Ilustração: Eren K Wilson.

A digestão diminui em altitude devido à falta de oxigênio nos intestinos e o corpo desviando o sangue para órgãos mais críticos e os músculos que estão sendo usados ​​para escalar. Pesquisas mostram que 81% dos alpinistas experimentam náuseas e / ou vômitos como resultado. Além disso, a anorexia é quase universal naqueles que escalam o Everest, especialmente quando se aproximam do pico. Além da náusea e do vômito, os cientistas especulam que a perda de apetite também se deve ao estresse sistêmico que libera os hormônios que regulam a fome. Um estudo descobriu que os alpinistas do Everest geralmente perdem entre 4,5 e 9 kg.

De acordo com as empresas de expedições populares, as melhores coisas para comer enquanto sobe na altitude: alimentos simples que são fáceis de transportar.

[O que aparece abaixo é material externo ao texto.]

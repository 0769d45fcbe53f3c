// Copyright 2019 Dmitry Tantsur <divius.inside@gmail.com>
//
// Licensed under the Apache License, Version 2.0 (the "License");
// you may not use this file except in compliance with the License.
// You may obtain a copy of the License at
//
//     http://www.apache.org/licenses/LICENSE-2.0
//
// Unless required by applicable law or agreed to in writing, software
// distributed under the License is distributed on an "AS IS" BASIS,
// WITHOUT WARRANTIES OR CONDITIONS OF ANY KIND, either express or implied.
// See the License for the specific language governing permissions and
// limitations under the License.

//! Authentication using Identity API v3.
//!
//! Currently supports [Password](struct.Password.html) and [Token](struct.Token.html)
//! authentication. Identity API v2 is not and will not be supported.
//!
//! Tokens are kept in the process-wide [TokenCache](../cache/struct.TokenCache.html), so all
//! authentication objects with the same credentials share one token.

use std::collections::hash_map::DefaultHasher;
use std::fmt;
use std::hash::{Hash, Hasher};

use chrono::{DateTime, Duration, FixedOffset, Local};
use log::trace;
use reqwest::Url;

use crate::cache::Validity;

mod internal;
mod password;
pub(crate) mod protocol;
mod token;

pub use self::password::Password;
pub use self::token::Token;
pub use crate::common::IdOrName;

pub(crate) const MISSING_SUBJECT_HEADER: &str = "Missing X-Subject-Token header";
pub(crate) const INVALID_SUBJECT_HEADER: &str = "Invalid X-Subject-Token header";
// Required validity time in minutes. Here we refresh the token if it expires
// in 10 minutes or less.
pub(crate) const TOKEN_MIN_VALIDITY: i64 = 10;

/// A scope of a token.
///
/// Only project scopes are currently supported.
#[derive(Debug, Clone, PartialEq, Eq)]
pub enum Scope {
    /// A token scoped to a project.
    Project {
        /// Project ID or name.
        project: IdOrName,
        /// ID or name of the project domain.
        domain: Option<IdOrName>,
    },
}

/// Generic trait for authentication using Identity API V3.
pub trait Identity {
    /// Get a reference to the auth URL.
    fn auth_url(&self) -> &Url;
}

/// Authentication token received from the Identity service.
///
/// Its `Debug` representation does not reveal the token itself.
#[derive(Clone)]
pub struct AuthToken {
    value: String,
    body: protocol::Token,
}

impl fmt::Debug for AuthToken {
    fn fmt(&self, f: &mut fmt::Formatter) -> fmt::Result {
        let mut hasher = DefaultHasher::new();
        self.value.hash(&mut hasher);
        write!(
            f,
            "AuthToken {{ value: hash({}), body: {:?} }}",
            hasher.finish(),
            self.body
        )
    }
}

impl AuthToken {
    pub(crate) fn new(value: String, body: protocol::Token) -> AuthToken {
        AuthToken { value, body }
    }

    /// The token string to pass in the `X-Auth-Token` header.
    #[inline]
    pub fn value(&self) -> &str {
        &self.value
    }

    /// Expiration time of the token.
    #[inline]
    pub fn expires_at(&self) -> &DateTime<FixedOffset> {
        &self.body.expires_at
    }

    #[inline]
    pub(crate) fn catalog(&self) -> &[protocol::CatalogRecord] {
        &self.body.catalog
    }
}

impl Validity for AuthToken {
    /// A token is valid if it does not expire in the next `TOKEN_MIN_VALIDITY` minutes.
    fn is_valid(&self) -> bool {
        let validity_time_left = self.body.expires_at.signed_duration_since(Local::now());
        trace!("Token is valid for {:?}", validity_time_left);
        validity_time_left > Duration::minutes(TOKEN_MIN_VALIDITY)
    }
}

Mãos, pés, orelhas e nariz

Ilustração: Eren K Wilson.

De acordo com a Mayo Clinic, durante a exposição a temperaturas baixas como as do Everest – que podem chegar a menos 60ºC no pico no inverno -, a princípio, você sentirá uma sensação formigante em suas extremidades externas. Com o tempo, suas extremidades ficam dormentes, o que indica o início do congelamento. Se não for coberto em camadas adicionais e aquecido rapidamente, a sua pele fica amarelada e torna-se dura e cerosa. Neste ponto, suas articulações podem parar de funcionar, pois as áreas afetadas se tornam cada vez mais suscetíveis à morte irreversível do tecido, o que requer amputação.

A melhor maneira de evitar congelamento é garantir que você tenha luvas, meias, botas e arnês de alta qualidade. Faça o que puder para minimizar a exposição ao vento, como ficar na sua barraca sempre que possível.